*** EXTRACTED MATERIAL Section Begins ***

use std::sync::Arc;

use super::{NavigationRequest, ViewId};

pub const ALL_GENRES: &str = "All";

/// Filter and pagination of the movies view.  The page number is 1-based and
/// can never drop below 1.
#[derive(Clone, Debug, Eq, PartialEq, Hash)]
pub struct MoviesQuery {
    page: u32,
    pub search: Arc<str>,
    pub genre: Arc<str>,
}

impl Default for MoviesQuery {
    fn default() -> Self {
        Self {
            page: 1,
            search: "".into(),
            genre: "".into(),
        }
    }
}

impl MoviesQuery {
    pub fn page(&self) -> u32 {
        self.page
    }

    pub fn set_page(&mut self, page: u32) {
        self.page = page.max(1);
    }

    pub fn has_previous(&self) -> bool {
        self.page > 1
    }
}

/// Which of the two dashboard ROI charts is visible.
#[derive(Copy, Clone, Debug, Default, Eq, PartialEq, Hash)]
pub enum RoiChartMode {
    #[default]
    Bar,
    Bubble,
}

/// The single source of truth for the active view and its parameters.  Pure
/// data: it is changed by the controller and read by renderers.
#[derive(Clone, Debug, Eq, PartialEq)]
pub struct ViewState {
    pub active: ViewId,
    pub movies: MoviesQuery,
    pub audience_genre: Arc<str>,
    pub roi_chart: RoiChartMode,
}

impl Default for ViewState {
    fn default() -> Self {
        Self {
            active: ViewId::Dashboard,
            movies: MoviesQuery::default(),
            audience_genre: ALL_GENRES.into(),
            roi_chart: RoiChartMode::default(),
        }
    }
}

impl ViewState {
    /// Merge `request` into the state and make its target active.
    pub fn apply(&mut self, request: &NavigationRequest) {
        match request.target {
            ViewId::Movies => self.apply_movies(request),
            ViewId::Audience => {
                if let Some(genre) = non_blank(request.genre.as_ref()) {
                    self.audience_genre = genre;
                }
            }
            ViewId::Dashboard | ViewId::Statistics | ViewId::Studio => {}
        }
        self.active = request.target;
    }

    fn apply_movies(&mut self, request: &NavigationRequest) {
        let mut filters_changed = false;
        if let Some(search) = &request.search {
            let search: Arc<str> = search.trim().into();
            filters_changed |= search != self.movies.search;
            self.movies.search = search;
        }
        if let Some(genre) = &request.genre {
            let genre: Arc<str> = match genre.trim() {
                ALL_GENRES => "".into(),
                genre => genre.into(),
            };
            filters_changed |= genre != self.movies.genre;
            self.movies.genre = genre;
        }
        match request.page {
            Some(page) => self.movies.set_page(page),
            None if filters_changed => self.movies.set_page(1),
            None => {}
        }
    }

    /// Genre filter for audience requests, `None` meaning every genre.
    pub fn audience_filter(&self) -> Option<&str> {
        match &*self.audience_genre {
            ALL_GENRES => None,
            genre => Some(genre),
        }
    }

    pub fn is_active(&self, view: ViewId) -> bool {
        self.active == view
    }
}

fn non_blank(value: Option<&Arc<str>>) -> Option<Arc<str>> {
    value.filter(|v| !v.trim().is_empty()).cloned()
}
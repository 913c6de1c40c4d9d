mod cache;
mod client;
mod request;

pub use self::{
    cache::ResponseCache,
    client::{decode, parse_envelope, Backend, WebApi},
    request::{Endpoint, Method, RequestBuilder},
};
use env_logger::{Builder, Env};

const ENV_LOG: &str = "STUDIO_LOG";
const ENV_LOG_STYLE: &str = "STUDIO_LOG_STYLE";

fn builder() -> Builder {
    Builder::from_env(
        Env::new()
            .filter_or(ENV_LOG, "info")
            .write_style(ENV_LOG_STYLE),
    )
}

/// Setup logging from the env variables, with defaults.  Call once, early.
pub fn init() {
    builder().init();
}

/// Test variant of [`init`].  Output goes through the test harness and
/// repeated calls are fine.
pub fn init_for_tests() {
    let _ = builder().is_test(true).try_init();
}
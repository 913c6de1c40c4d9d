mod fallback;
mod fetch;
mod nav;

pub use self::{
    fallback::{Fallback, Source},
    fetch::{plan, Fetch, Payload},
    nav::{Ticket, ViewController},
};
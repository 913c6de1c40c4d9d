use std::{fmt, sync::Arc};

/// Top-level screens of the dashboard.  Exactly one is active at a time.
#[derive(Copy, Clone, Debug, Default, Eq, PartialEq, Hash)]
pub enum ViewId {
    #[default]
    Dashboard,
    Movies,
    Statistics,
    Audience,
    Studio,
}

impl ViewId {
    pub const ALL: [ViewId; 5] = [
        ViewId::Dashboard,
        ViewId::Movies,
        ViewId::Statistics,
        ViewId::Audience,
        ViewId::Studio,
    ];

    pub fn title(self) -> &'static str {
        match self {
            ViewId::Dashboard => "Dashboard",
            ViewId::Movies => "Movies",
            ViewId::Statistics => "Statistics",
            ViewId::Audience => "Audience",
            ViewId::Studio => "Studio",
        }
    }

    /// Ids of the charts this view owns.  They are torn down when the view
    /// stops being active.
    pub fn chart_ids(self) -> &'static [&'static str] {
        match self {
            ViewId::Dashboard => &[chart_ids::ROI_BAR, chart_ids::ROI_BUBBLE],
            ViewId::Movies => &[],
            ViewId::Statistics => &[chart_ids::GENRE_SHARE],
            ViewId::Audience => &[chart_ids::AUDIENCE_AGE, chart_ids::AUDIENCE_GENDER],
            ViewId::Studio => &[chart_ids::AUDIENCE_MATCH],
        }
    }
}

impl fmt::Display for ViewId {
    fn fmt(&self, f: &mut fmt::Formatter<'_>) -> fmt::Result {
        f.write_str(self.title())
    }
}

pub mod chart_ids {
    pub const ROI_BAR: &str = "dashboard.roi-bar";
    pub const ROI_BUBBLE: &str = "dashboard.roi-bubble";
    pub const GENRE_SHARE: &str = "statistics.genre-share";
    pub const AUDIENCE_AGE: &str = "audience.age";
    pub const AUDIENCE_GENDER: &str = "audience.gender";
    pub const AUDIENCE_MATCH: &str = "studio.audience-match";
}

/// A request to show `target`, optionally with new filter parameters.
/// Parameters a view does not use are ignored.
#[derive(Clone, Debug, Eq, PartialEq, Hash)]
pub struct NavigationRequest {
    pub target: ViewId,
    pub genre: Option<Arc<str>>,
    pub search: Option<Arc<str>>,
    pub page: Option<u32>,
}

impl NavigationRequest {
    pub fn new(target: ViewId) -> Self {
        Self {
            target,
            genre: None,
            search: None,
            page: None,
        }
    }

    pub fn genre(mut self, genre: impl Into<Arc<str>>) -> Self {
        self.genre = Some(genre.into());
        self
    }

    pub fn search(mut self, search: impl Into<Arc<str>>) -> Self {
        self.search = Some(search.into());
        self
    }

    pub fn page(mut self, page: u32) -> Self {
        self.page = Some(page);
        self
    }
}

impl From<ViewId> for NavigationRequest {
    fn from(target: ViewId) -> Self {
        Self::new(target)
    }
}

*** EXTRACTED MATERIAL Section Ends ***

* [WHAT YOU SHOULD DO]:
The lines to copy run from the start of the records above through the line holding "let search: Arc<str>"; give them exactly, both ends included, and nothing else.

* [ANSWER SECTION]:
use std::sync::Arc;

use super::{NavigationRequest, ViewId};

pub const ALL_GENRES: &str = "All";

/// Filter and pagination of the movies view.  The page number is 1-based and
/// can never drop below 1.
#[derive(Clone, Debug, Eq, PartialEq, Hash)]
pub struct MoviesQuery {
    page: u32,
    pub search: Arc<str>,
    pub genre: Arc<str>,
}

impl Default for MoviesQuery {
    fn default() -> Self {
        Self {
            page: 1,
            search: "".into(),
            genre: "".into(),
        }
    }
}

impl MoviesQuery {
    pub fn page(&self) -> u32 {
        self.page
    }

    pub fn set_page(&mut self, page: u32) {
        self.page = page.max(1);
    }

    pub fn has_previous(&self) -> bool {
        self.page > 1
    }
}

/// Which of the two dashboard ROI charts is visible.
#[derive(Copy, Clone, Debug, Default, Eq, PartialEq, Hash)]
pub enum RoiChartMode {
    #[default]
    Bar,
    Bubble,
}

/// The single source of truth for the active view and its parameters.  Pure
/// data: it is changed by the controller and read by renderers.
#[derive(Clone, Debug, Eq, PartialEq)]
pub struct ViewState {
    pub active: ViewId,
    pub movies: MoviesQuery,
    pub audience_genre: Arc<str>,
    pub roi_chart: RoiChartMode,
}

impl Default for ViewState {
    fn default() -> Self {
        Self {
            active: ViewId::Dashboard,
            movies: MoviesQuery::default(),
            audience_genre: ALL_GENRES.into(),
            roi_chart: RoiChartMode::default(),
        }
    }
}

impl ViewState {
    /// Merge `request` into the state and make its target active.
    pub fn apply(&mut self, request: &NavigationRequest) {
        match request.target {
            ViewId::Movies => self.apply_movies(request),
            ViewId::Audience => {
                if let Some(genre) = non_blank(request.genre.as_ref()) {
                    self.audience_genre = genre;
                }
            }
            ViewId::Dashboard | ViewId::Statistics | ViewId::Studio => {}
        }
        self.active = request.target;
    }

    fn apply_movies(&mut self, request: &NavigationRequest) {
        let mut filters_changed = false;
        if let Some(search) = &request.search {
            let search: Arc<str> = search.trim().into();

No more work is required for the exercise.